Obviously the execution result of 14.0 is correct, but the string-manipulation result of "A=B*C+D" , which is identical to the previous result, is wrong. The parenthesis have been omitted. The re-creationists solve this problem by entering special markers into the intermediate notation to indicate where the parentheses occurred. This technique obviously does not work in the translation application, because the placement of the parentheses in the target language is a function of the operator precedence of the target language and not of the source language.

The solution taken is quite simple and general. Each rule in the string manipulation machine has associated with it a precedence code. Whenever the output of an operation is written to the string-stack, the precedence code of the rule that produced the output is also written. Whenever an element is combined within a rule, if its precedence code is nonzero and lower than the code of the rule, then that element is enclosed in parentheses as it is concatenated into the new output.

Applying this extension to the example above, the precedence codes for the various operations are as follows:

Operation	Precedence
PUSHADR	0
GETVAL	0
MULT	2
ADD	1
PUTVAL	0

Note that operations not involved in evaluations have a precedence of zero. MULT has a higher precedence then ADD because multiplication is higher in precedence than addition. Using the precedence rule from above the string-manipulation machine can be run again on the intermediate form of A=B*(C+D). The rule and stack precedence codes are shown in parentheses.


 Instruction    String-manipulation stack
 -----------    -------------------------
 (0) PUSHADR   A    (0) "&A"
 (0) PUSHADR   B    (0) "&A", (0) "&B"
 (0) GETVAL         (0) "&A", (0) "B"
 (0) PUSHADR   C    (0) "&A", (0) "B", (0) "&C"
 (0) GETVAL         (0) "&A", (0) "B", (0) "C"
 (0) PUSHADR   D    (0) "&A", (0) "B", (0) "C", (0) "&D"
 (0) GETVAL         (0) "&A", (0) "B", (0) "C", (0) "D"
 (1) ADD            (0) "&A", (0) "B", (1) "C+D"
 (2) MULT           (0) "&A", (2) "B*(C+D)"
 (0) PUTVAL         (0) "A=B*(C+D)"
     EOS

The critical point in the above occurs when the output of the ADD operation, which has a precedence code of 1, is combined via the MULT operation which has a precedence of 2. Since 1 is nonzero and less than 2, the string "C+D" is enclosed in parentheses as it is entered into the output string of the MULT instruction.

The Translation Process

To understand the "surface-form" description language, an overview of the entire translation process is first needed. This process has three requirements:

The source language must be translatable into an intermediate language all of whose operators are expressed in reverse polish notation and be they unary, binary, ternary, etc. produce either a single result or no result.
In the target language every n-ary operator can be expressed as an arbitrary but fixed concatenation of its operands and of other fixed character sequences.
It must be possible to gain access to all operations performed in the source language via the target language.

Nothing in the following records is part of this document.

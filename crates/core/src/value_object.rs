//! Value object trait: equality by value, not identity.

/// Marker trait for value objects.
///
/// Value objects are **immutable** and **compared by value**. To "modify" one,
/// build a new value.
///
/// ```ignore
/// let a = Money::parse("100.00")?;
/// let b = Money::parse("100")?;
/// assert_eq!(a, b);
/// ```
pub trait ValueObject: Clone + PartialEq + core::fmt::Debug {}
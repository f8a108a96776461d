use chrono::{DateTime, Utc};
use serde::{Deserialize, Serialize};

use kart_core::{
    AddressId, BillingProfileId, CartId, DomainError, DomainResult, Entity, Money, OrderId,
};

use crate::cart::Cart;
use crate::order_number::OrderNumber;

/// Flat shipping charge applied to new orders, in minor units (50.00).
pub const DEFAULT_SHIPPING_TOTAL_MINOR: i64 = 50_00;

/// Order status lifecycle.
///
/// `Created` → `Paid` → one of the fulfilment outcomes. Only the move to `Paid`
/// is guarded (see [`Order::mark_paid`]); the outcomes are display labels.
#[derive(Debug, Clone, Copy, PartialEq, Eq, Hash, Serialize, Deserialize)]
#[serde(rename_all = "lowercase")]
pub enum OrderStatus {
    Created,
    Paid,
    Shipped,
    Refunded,
    Cancelled,
    Delivered,
}

impl OrderStatus {
    pub const ALL: [OrderStatus; 6] = [
        OrderStatus::Created,
        OrderStatus::Paid,
        OrderStatus::Shipped,
        OrderStatus::Refunded,
        OrderStatus::Cancelled,
        OrderStatus::Delivered,
    ];

    /// Stored representation.
    pub fn as_str(&self) -> &'static str {
        match self {
            OrderStatus::Created => "created",
            OrderStatus::Paid => "paid",
            OrderStatus::Shipped => "shipped",
            OrderStatus::Refunded => "refunded",
            OrderStatus::Cancelled => "cancelled",
            OrderStatus::Delivered => "delivered",
        }
    }

    /// Name of the status itself, e.g. for back-office listings.
    pub fn display_name(&self) -> &'static str {
        match self {
            OrderStatus::Created => "Created",
            OrderStatus::Paid => "Paid",
            OrderStatus::Shipped => "Shipped",
            OrderStatus::Refunded => "Refunded",
            OrderStatus::Cancelled => "Cancelled",
            OrderStatus::Delivered => "Delivered",
        }
    }
}
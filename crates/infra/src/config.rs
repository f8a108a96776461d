//! Configuration loading and representation.

use thiserror::Error;

use kart_core::Money;
use kart_orders::{DEFAULT_SHIPPING_TOTAL_MINOR, OrderNumberGenerator};

#[derive(Debug, Clone, PartialEq, Eq, Error)]
pub enum ConfigError {
    #[error("{var} is invalid: {reason}")]
    Invalid { var: &'static str, reason: String },
    #[error("{0} must be set")]
    Missing(&'static str),
}

/// Settings for the orders subsystem.
#[derive(Debug, Clone, PartialEq, Eq)]
pub struct OrdersConfig {
    /// Shipping charge given to every new order.
    pub default_shipping_total: Money,
    pub order_numbers: OrderNumberGenerator,
    pub database_url: Option<String>,
    pub use_persistent_stores: bool,
}

impl Default for OrdersConfig {
    fn default() -> Self {
        Self {
            default_shipping_total: Money::from_minor(DEFAULT_SHIPPING_TOTAL_MINOR),
            order_numbers: OrderNumberGenerator::default(),
            database_url: None,
            use_persistent_stores: false,
        }
    }
}

impl OrdersConfig {
    /// Read settings from the process environment.
    pub fn from_env() -> Result<Self, ConfigError> {
        Self::from_lookup(|key| std::env::var(key).ok())
    }

    /// Read settings through `lookup`; unset keys fall back to defaults.
    pub fn from_lookup(lookup: impl Fn(&str) -> Option<String>) -> Result<Self, ConfigError> {
        let mut config = Self::default();

        if let Some(raw) = lookup("KART_DEFAULT_SHIPPING_TOTAL") {
            let amount = Money::parse(&raw).map_err(|e| ConfigError::Invalid {
                var: "KART_DEFAULT_SHIPPING_TOTAL",
                reason: e.to_string(),
            })?;
            if amount.is_negative() {
                return Err(ConfigError::Invalid {
                    var: "KART_DEFAULT_SHIPPING_TOTAL",
                    reason: "must not be negative".to_string(),
                });
            }
            config.default_shipping_total = amount;
        }

        if let Some(raw) = lookup("KART_ORDER_NUMBER_LENGTH") {
            let length = raw.trim().parse::<usize>().map_err(|e| ConfigError::Invalid {
                var: "KART_ORDER_NUMBER_LENGTH",
                reason: e.to_string(),
            })?;
            config.order_numbers =
                OrderNumberGenerator::new(length).map_err(|e| ConfigError::Invalid {
                    var: "KART_ORDER_NUMBER_LENGTH",
                    reason: e.to_string(),
                })?;
        }

        config.database_url = lookup("DATABASE_URL").filter(|url| !url.trim().is_empty());

        config.use_persistent_stores = match lookup("USE_PERSISTENT_STORES") {
            Some(raw) => raw.trim().parse::<bool>().map_err(|e| ConfigError::Invalid {
                var: "USE_PERSISTENT_STORES",
                reason: e.to_string(),
            })?,
            None => false,
        };

        Ok(config)
    }

    pub fn require_database_url(&self) -> Result<&str, ConfigError> {
        self.database_url
            .as_deref()
            .ok_or(ConfigError::Missing("DATABASE_URL"))
    }
}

The first two requirements are easy to achieve via almost any contemporary language. The third is the killer in so far as the translation of VB6/ASP/COM code into the .NET languages in particular, and really in general. The decision to change the conversion of a large application to a new language is not simply because the new notation is preferred to the older one. It is made because the new language offers access to newer needed facilities. But it is never the case that those new facilities are backward compatible with the ones assumed by the old language. It is the need to adopt the older code not just in the new language but also to the new facilities that create the need for this approach.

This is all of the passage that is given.